Kiran Stacey Chevron enters Marcellus with $4.3bn deal for Atlas

After Exxon and Shell, Chevron has become the latest oil major to jump on the Marcellus shale bandwagon.

Its $4.3bn deal to buy Atlas Energy will give it access to 9,000bn cubic feet of natural gas and 486,000 acres of Marcellus shale.

George Kirkland, Chevron’s vice chairman, said:

The Atlas Energy assets further advance Chevron’s global shale gas position, complementing the company’s recent entrance into shale gas opportunities in Poland, Romania and Canada

But the deal is dwarfed by Exxon’s at the end of last year, which saw the company pay $41bn to buy XTO Energy.

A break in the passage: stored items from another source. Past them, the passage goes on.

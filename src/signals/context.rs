use std::sync::Arc;

use chrono::Duration;

use crate::config::ScoringConfig;
use crate::core::store::EntityStore;
use crate::core::{EntityType, ScoredTransaction, TransactionRequest};

/// A request plus the history snapshot every rule reads from.
///
/// Built before the request is saved, so none of the windows contain it.
#[derive(Debug)]
pub struct RuleContext<'a> {
    pub req: &'a TransactionRequest,
    pub config: &'a ScoringConfig,
    /// Same email, 24h before the request.
    pub email_last_24h: Vec<Arc<ScoredTransaction>>,
    /// Same email, 10 minutes before the request.
    pub email_last_10m: Vec<Arc<ScoredTransaction>>,
    pub ip_last_1h: Vec<Arc<ScoredTransaction>>,
    pub device_last_30m: Vec<Arc<ScoredTransaction>>,
    pub bin_last_1h: Vec<Arc<ScoredTransaction>>,
    /// Distinct card BINs ever used from the request's IP.
    pub unique_bins_by_ip: usize,
}

impl<'a> RuleContext<'a> {
    pub fn build(store: &EntityStore, req: &'a TransactionRequest, config: &'a ScoringConfig) -> Self {
        let t = req.timestamp;
        Self {
            req,
            config,
            email_last_24h: store.query_by_entity(EntityType::Email, &req.user_email, t - Duration::hours(24)),
            email_last_10m: store.query_by_entity(EntityType::Email, &req.user_email, t - Duration::minutes(10)),
            ip_last_1h: store.query_by_entity(EntityType::Ip, &req.ip_address, t - Duration::hours(1)),
            device_last_30m: store.query_by_entity(
                EntityType::Device,
                &req.device_fingerprint,
                t - Duration::minutes(30),
            ),
            bin_last_1h: store.query_by_entity(EntityType::Bin, &req.card_bin, t - Duration::hours(1)),
            unique_bins_by_ip: store.distinct_card_prefix_count(&req.ip_address),
        }
    }

    /// A context with no history at all.
    pub fn without_history(req: &'a TransactionRequest, config: &'a ScoringConfig) -> Self {
        Self {
            req,
            config,
            email_last_24h: Vec::new(),
            email_last_10m: Vec::new(),
            ip_last_1h: Vec::new(),
            device_last_30m: Vec::new(),
            bin_last_1h: Vec::new(),
            unique_bins_by_ip: 0,
        }
    }
}
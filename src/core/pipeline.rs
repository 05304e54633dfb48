use std::path::Path;
use std::sync::Arc;

use chrono::{DateTime, Utc};
use tokio::sync::mpsc;
use tracing::{debug, info, warn};

use super::store::EntityStore;
use super::tx::validate_request;
use super::{ScoredTransaction, TransactionRequest};
use crate::error::{Error, Result, StoreError};
use crate::notifications::Notifier;
use crate::signals::ScoringEngine;

/// Messages from the pipeline to its consumer.
#[derive(Debug, Clone)]
pub enum PipelineOutput {
    Scored(Arc<ScoredTransaction>),
    Rejected { transaction_id: String, reason: String },
}

/// Validate, score, persist and notify, in that order.
pub struct Processor {
    engine: ScoringEngine,
    notifier: Notifier,
}

impl Processor {
    pub fn new(engine: ScoringEngine, notifier: Notifier) -> Self {
        Self { engine, notifier }
    }

    pub fn engine(&self) -> &ScoringEngine {
        &self.engine
    }

    pub fn store(&self) -> &Arc<EntityStore> {
        self.engine.store()
    }

    /// Handle one live request. Webhooks fire only after a successful save.
    pub fn process(&self, req: TransactionRequest) -> Result<Arc<ScoredTransaction>> {
        let tx = self.record(req, Utc::now())?;
        let sent = self.notifier.notify(&tx);
        if sent > 0 {
            debug!("{} queued for {sent} webhook(s)", tx.id());
        }
        Ok(tx)
    }

    /// Score and save without notifying. History lookups run before the save,
    /// so a request never counts against itself.
    fn record(&self, req: TransactionRequest, now: DateTime<Utc>) -> Result<Arc<ScoredTransaction>> {
        validate_request(&req)?;
        if self.store().get(&req.transaction_id).is_some() {
            return Err(StoreError::DuplicateIdentifier(req.transaction_id).into());
        }

        let outcome = self.engine.score_at(&req, now);
        let (recommendation, risk_level) = self.engine.recommend(outcome.score);
        let scored = ScoredTransaction {
            request: req,
            risk_score: outcome.score,
            risk_level,
            recommendation,
            factors: outcome.factors,
            explanation: outcome.explanation,
            processed_at: now,
        };
        Ok(self.store().save(scored)?)
    }

    /// Process historical requests oldest first. Returns `(loaded, skipped)`.
    pub fn ingest_batch(&self, mut requests: Vec<TransactionRequest>) -> (usize, usize) {
        requests.sort_by(|a, b| a.timestamp.cmp(&b.timestamp));
        let (mut loaded, mut skipped) = (0, 0);
        for req in requests {
            let id = req.transaction_id.clone();
            match self.record(req, Utc::now()) {
                Ok(_) => loaded += 1,
                Err(e) => {
                    debug!("Skipping {id}: {e}");
                    skipped += 1;
                }
            }
        }
        (loaded, skipped)
    }

    /// Load a JSON array of requests from disk and ingest it.
    pub fn load_seed_file(&self, path: impl AsRef<Path>) -> Result<(usize, usize)> {
        let path = path.as_ref();
        let contents = std::fs::read_to_string(path).map_err(|source| Error::Io {
            path: path.display().to_string(),
            source,
        })?;
        let requests: Vec<TransactionRequest> = serde_json::from_str(&contents)?;
        let (loaded, skipped) = self.ingest_batch(requests);
        info!("Seed data loaded from {}: {loaded} loaded, {skipped} skipped", path.display());
        Ok((loaded, skipped))
    }
}

/// Run the pipeline: receive requests, process each, forward the outcome.
pub async fn run_pipeline(
    mut rx: mpsc::UnboundedReceiver<TransactionRequest>,
    out: mpsc::UnboundedSender<PipelineOutput>,
    processor: Arc<Processor>,
) {
    let mut processed: u64 = 0;
    let mut rejected: u64 = 0;

    info!("Pipeline started, waiting for transactions...");

    while let Some(req) = rx.recv().await {
        let id = req.transaction_id.clone();
        let output = match processor.process(req) {
            Ok(tx) => {
                debug!("{} scored {} ({:?})", tx.id(), tx.risk_score, tx.recommendation);
                PipelineOutput::Scored(tx)
            }
            Err(e) => {
                warn!("Rejected {id}: {e}");
                rejected += 1;
                PipelineOutput::Rejected {
                    transaction_id: id,
                    reason: e.to_string(),
                }
            }
        };
        processed += 1;

        if processed % 1000 == 0 {
            info!("Pipeline processed {processed} transactions, {rejected} rejected");
        }

        if out.send(output).is_err() {
            info!("Output channel closed, stopping pipeline");
            break;
        }
    }

    info!("Pipeline shutting down after {processed} transactions, {rejected} rejected");
}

UPDATE Thanks to Nick Grealy below who pointed out this article in the FT earlier this year, in which Sheila McNulty reported:

John Watson, chief executive of Chevron, is refusing to join rival international oil majors in the rush for US shale gas, warning that the “price tag is too high” to justify the investment required.

“We haven’t seen the returns,” he told the Financial Times.

Mr Watson, who has only been in the top job at the US’s second-biggest oil company for three months, is confident that his decision not to follow the pack into US shale gas is the right one to make.

I guess the investment case has changed since then.